The Bushnell Center for the Performing Arts (formerly known as Bushnell Memorial Hall or simply The Bushnell ) is a performing arts venue at 166 Capitol Street in Hartford, Connecticut.  Managed by a non-profit organization, it is marketed as Connecticut's premier presenter of the performing arts.

Building 
The Bushnell (Mortensen Hall) was completed in 1930 by Dotha Bushnell Hillyer as a "living memorial" to her father, the Reverend Dr. Horace Bushnell (1802–1876), a Hartford minister, theologian, philosopher and civic leader. In 2002 the Maxwell M. and Ruth R. Belding Theater was opened.

Mortensen Hall 
The original theater building, Mortensen Hall, seats 2,800 and was designed by the architectural firm of Corbett, Harrison and MacMurray, designers of New York's Radio City Music Hall.  It was built with a traditional Georgian Revival exterior and rich Art Deco interior. The cornerstone was laid October 16, 1928 at the corner of Capitol Avenue and Trinity Street, along with a sealed copper box containing: 1928 Hartford City Directory, issues of the Hartford Courant and Hartford Times, writings of Horace Bushnell, a record of the Constitution and By-Laws of the Memorial, a copy of the CT General Statutes and samples of U.S. currency.

The original building and Mortensen Hall cost roughly $2.8 Million to build and was completed $110,000 under budget.

Mary Seaverns (Horace Bushnell's Grand-daughter), stated that the outside of the Bushnell reflected her grandfather's personal conservatism and the art deco of the interior reflected his modern theology. Named in honor of William H. Mortensen, a Hartford native who originally aspired to be an insurance executive, Mortensen was selected at the age of 24 to be the eyes and ears of the Bushnell Board. He became Managing Director at age 25 (1927) and remained in that position for 40 years retiring in 1968. Mortensen was also Mayor of Hartford from 1943-45.

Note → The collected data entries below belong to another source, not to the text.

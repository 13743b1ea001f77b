use serde::{Deserialize, Serialize};
use tracing::debug;

use crate::audit::PriceChange;
use crate::domain::constraint::Constraint;
use crate::domain::table::PriceTable;
use crate::errors::DomainError;
use crate::repair::rounding::{lift_to_grid, PRICE_ROUNDING_STEP, PRICE_TOLERANCE};

/// Minimum premium between product levels (mtpl, limited casco, casco).
pub const PRODUCT_MARGIN: f64 = 0.10;

/// Minimum premium between consecutive variants of one product.
pub const VARIANT_MARGIN: f64 = 0.05;

#[derive(Clone, Copy, Debug, PartialEq, Eq, Serialize, Deserialize)]
#[serde(rename_all = "snake_case")]
pub enum RuleKind {
    Product,
    Variant,
}

impl RuleKind {
    /// Classifies a rule from its description wording.
    pub fn classify(description: &str) -> Self {
        let description = description.to_lowercase();
        if description.contains("mtpl must be cheaper")
            || description.contains("casco must be more expensive than limited casco")
        {
            Self::Product
        } else {
            Self::Variant
        }
    }

    pub const fn margin(self) -> f64 {
        match self {
            Self::Product => PRODUCT_MARGIN,
            Self::Variant => VARIANT_MARGIN,
        }
    }
}

/// Stable sort by the rank of the cheaper side.
pub fn sort_constraints(constraints: &mut [Constraint]) {
    constraints.sort_by_key(|constraint| constraint.left.rank());
}

/// Walks `constraints` in rank order and lifts every price that sits below
/// `left * (1 + margin)`. Raised prices are written back immediately, so later
/// constraints see them.
pub fn enforce_constraints(
    table: &mut PriceTable,
    mut constraints: Vec<Constraint>,
) -> Result<Vec<PriceChange>, DomainError> {
    sort_constraints(&mut constraints);

    let mut changes = Vec::new();
    for constraint in constraints {
        let left_price = table.price(&constraint.left)?;
        let right_price = table.price(&constraint.right)?;

        let margin = RuleKind::classify(&constraint.description).margin();
        let required = left_price * (1.0 + margin);
        if right_price >= required - PRICE_TOLERANCE {
            continue;
        }

        let new_price = lift_to_grid(required, PRICE_ROUNDING_STEP);
        table.insert(constraint.right, new_price);
        debug!(
            event_name = "pricing.repair.lifted",
            key = %constraint.right,
            old_price = right_price,
            new_price,
            left = %constraint.left,
            left_price,
            margin,
            "price lifted to satisfy ordering rule"
        );
        changes.push(PriceChange::constraint_repair(
            constraint.right,
            right_price,
            new_price,
            constraint.description,
            constraint.left,
            left_price,
            margin,
        ));
    }

    Ok(changes)
}
use std::process::ExitCode;

fn main() -> ExitCode {
    tariff_cli::run()
}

Mortensen Hall has many special features including:

Drama, the largest hand-painted ceiling mural of its type in the United States, is suspended from the Hall's roof by numerous metal supports. Painted by Barry Faulkner, and 3 Prix de Rome art scholar winners in his NYC studio at Grand Central Station, the painting cost $50,000 to create in 1929. It is 187' X 40'. It has a foundation of wood and paper-mache.

Austin Organ, Mortensen Hall has a 5,600 pipe Austin Organ. Manufactured by the Austin Organ Company of Hartford in 1929 at a cost of $45,000. The pipes are located behind the first 3 bays on both sides of the theatre. It underwent a full restoration in the mid 1980s at a cost of over $500,000.

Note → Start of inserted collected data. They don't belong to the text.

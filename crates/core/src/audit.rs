use std::fmt;

use serde::{Deserialize, Serialize};

use crate::domain::key::PriceKey;

#[derive(Clone, Copy, Debug, PartialEq, Eq, Serialize, Deserialize)]
#[serde(rename_all = "snake_case")]
pub enum ChangeStage {
    DeductibleLadder,
    ConstraintRepair,
}

/// One price rewritten by the pipeline.
///
/// `reference` is the key the new price was derived from: the 100 deductible
/// anchor for ladder alignment, the cheaper side of the constraint for repairs.
/// The `Display` form is the issue line reported to callers.
#[derive(Clone, Debug, PartialEq, Serialize, Deserialize)]
pub struct PriceChange {
    pub key: PriceKey,
    pub old_price: f64,
    pub new_price: f64,
    pub stage: ChangeStage,
    pub rule: String,
    pub reference: PriceKey,
    pub reference_price: f64,
    pub margin: Option<f64>,
}

impl PriceChange {
    pub fn ladder_alignment(
        key: PriceKey,
        old_price: f64,
        new_price: f64,
        rule: impl Into<String>,
        anchor: PriceKey,
        anchor_price: f64,
    ) -> Self {
        Self {
            key,
            old_price,
            new_price,
            stage: ChangeStage::DeductibleLadder,
            rule: rule.into(),
            reference: anchor,
            reference_price: anchor_price,
            margin: None,
        }
    }

    pub fn constraint_repair(
        key: PriceKey,
        old_price: f64,
        new_price: f64,
        rule: impl Into<String>,
        left: PriceKey,
        left_price: f64,
        margin: f64,
    ) -> Self {
        Self {
            key,
            old_price,
            new_price,
            stage: ChangeStage::ConstraintRepair,
            rule: rule.into(),
            reference: left,
            reference_price: left_price,
            margin: Some(margin),
        }
    }
}

impl fmt::Display for PriceChange {
    fn fmt(&self, f: &mut fmt::Formatter<'_>) -> fmt::Result {
        match self.stage {
            ChangeStage::DeductibleLadder => write!(
                f,
                "Aligned {} from {:.2} to {:.2} to enforce {} (100=base, 200≈-10%, 500≈-20%) using base {}={:.2}.",
                self.key,
                self.old_price,
                self.new_price,
                self.rule,
                self.reference,
                self.reference_price,
            ),
            ChangeStage::ConstraintRepair => write!(
                f,
                "Adjusted {} from {:.2} to {:.2} to satisfy rule: {} with at least {:.0}% premium over {} (={:.2})",
                self.key,
                self.old_price,
                self.new_price,
                self.rule,
                self.margin.unwrap_or_default() * 100.0,
                self.reference,
                self.reference_price,
            ),
        }
    }
}

#[cfg(test)]
mod tests {
    use crate::audit::{ChangeStage, PriceChange};
    use crate::domain::key::PriceKey;

    fn key(raw: &str) -> PriceKey {
        PriceKey::parse(raw).expect("valid key")
    }

    #[test]
    fn ladder_alignment_names_key_prices_and_anchor() {
        let change = PriceChange::ladder_alignment(
            key("limited_casco_basic_200"),
            820.0,
            720.0,
            "deductible ladder anchored at 100",
            key("limited_casco_basic_100"),
            800.0,
        );

        assert_eq!(
            change.to_string(),
            "Aligned limited_casco_basic_200 from 820.00 to 720.00 to enforce deductible ladder \
             anchored at 100 (100=base, 200≈-10%, 500≈-20%) using base limited_casco_basic_100=800.00."
        );
    }

    #[test]
    fn constraint_repair_reports_margin_percentage() {
        let change = PriceChange::constraint_repair(
            key("casco_basic_100"),
            780.0,
            880.0,
            "Casco must be more expensive than Limited Casco for the same variant and deductible",
            key("limited_casco_basic_100"),
            800.0,
            0.10,
        );

        assert_eq!(change.stage, ChangeStage::ConstraintRepair);
        assert_eq!(
            change.to_string(),
            "Adjusted casco_basic_100 from 780.00 to 880.00 to satisfy rule: Casco must be more \
             expensive than Limited Casco for the same variant and deductible with at least 10% \
             premium over limited_casco_basic_100 (=800.00)"
        );
    }

    #[test]
    fn serializes_keys_as_flat_strings() {
        let change = PriceChange::ladder_alignment(
            key("casco_comfort_500"),
            950.0,
            720.0,
            "deductible ladder anchored at 100",
            key("casco_comfort_100"),
            900.0,
        );

        let json = serde_json::to_value(&change).expect("serialize");
        assert_eq!(json["key"], "casco_comfort_500");
        assert_eq!(json["stage"], "deductible_ladder");
        assert_eq!(json["margin"], serde_json::Value::Null);
    }
}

The Maxwell M. and Ruth R. Belding Theater 
This 906-seat theater, is named in honor of long -time trustee, Maxwell Belding and his family. A theater designed by Wilson, Butler, Lodge, "The Belding" was opened in 2002.

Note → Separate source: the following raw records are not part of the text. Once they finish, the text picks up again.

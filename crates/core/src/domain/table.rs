use std::collections::{BTreeMap, BTreeSet};

use serde::{Deserialize, Serialize};

use crate::domain::key::PriceKey;
use crate::errors::DomainError;

/// Flat table as supplied by callers: raw key string to price in EUR.
pub type RawPriceTable = BTreeMap<String, f64>;

#[derive(Clone, Debug, Default, PartialEq, Serialize, Deserialize)]
pub struct PriceTable {
    prices: BTreeMap<PriceKey, f64>,
}

impl PriceTable {
    pub fn new() -> Self {
        Self::default()
    }

    /// Parses every raw key. Keys only parse in their canonical spelling, so
    /// [`PriceTable::to_raw`] gives back exactly the input's key set.
    pub fn from_raw(raw: &RawPriceTable) -> Result<Self, DomainError> {
        let prices = raw
            .iter()
            .map(|(raw_key, price)| Ok((PriceKey::parse(raw_key)?, *price)))
            .collect::<Result<_, DomainError>>()?;
        Ok(Self { prices })
    }

    pub fn to_raw(&self) -> Result<RawPriceTable, DomainError> {
        self.prices.iter().map(|(key, price)| Ok((key.to_raw()?, *price))).collect()
    }

    pub fn get(&self, key: &PriceKey) -> Option<f64> {
        self.prices.get(key).copied()
    }

    pub fn price(&self, key: &PriceKey) -> Result<f64, DomainError> {
        self.get(key).ok_or_else(|| DomainError::MissingPrice { key: key.to_string() })
    }

    pub fn contains(&self, key: &PriceKey) -> bool {
        self.prices.contains_key(key)
    }

    pub fn insert(&mut self, key: PriceKey, price: f64) -> Option<f64> {
        self.prices.insert(key, price)
    }

    pub fn keys(&self) -> impl Iterator<Item = &PriceKey> + '_ {
        self.prices.keys()
    }

    pub fn key_set(&self) -> BTreeSet<PriceKey> {
        self.prices.keys().copied().collect()
    }

    pub fn iter(&self) -> impl Iterator<Item = (&PriceKey, f64)> + '_ {
        self.prices.iter().map(|(key, price)| (key, *price))
    }

    pub fn len(&self) -> usize {
        self.prices.len()
    }

    pub fn is_empty(&self) -> bool {
        self.prices.is_empty()
    }
}

impl FromIterator<(PriceKey, f64)> for PriceTable {
    fn from_iter<I: IntoIterator<Item = (PriceKey, f64)>>(iter: I) -> Self {
        Self { prices: iter.into_iter().collect() }
    }
}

The Hartford Symphony Orchestra performs at the center on a regular basis.

Elephant Eye Theatrical 
In 2005, The Bushnell joined four other performing arts organizations – Citi Performing Arts Center in Boston, the Ordway Center for the Performing Arts in St. Paul, the Kimmel Center for the Performing Arts in Philadelphia, and the Pittsburgh Civic Light Opera Association in conjunction with the Pittsburgh Cultural Trust – in forming the producing consortium Five Cent Productions, LLC. Following this formation, Five Cent Productions joined former Disney Theatrical Productions Executive Vice President Stuart Oken and Tony Award-winning producer Michael Leavitt as a producing partner in Elephant Eye Theatrical.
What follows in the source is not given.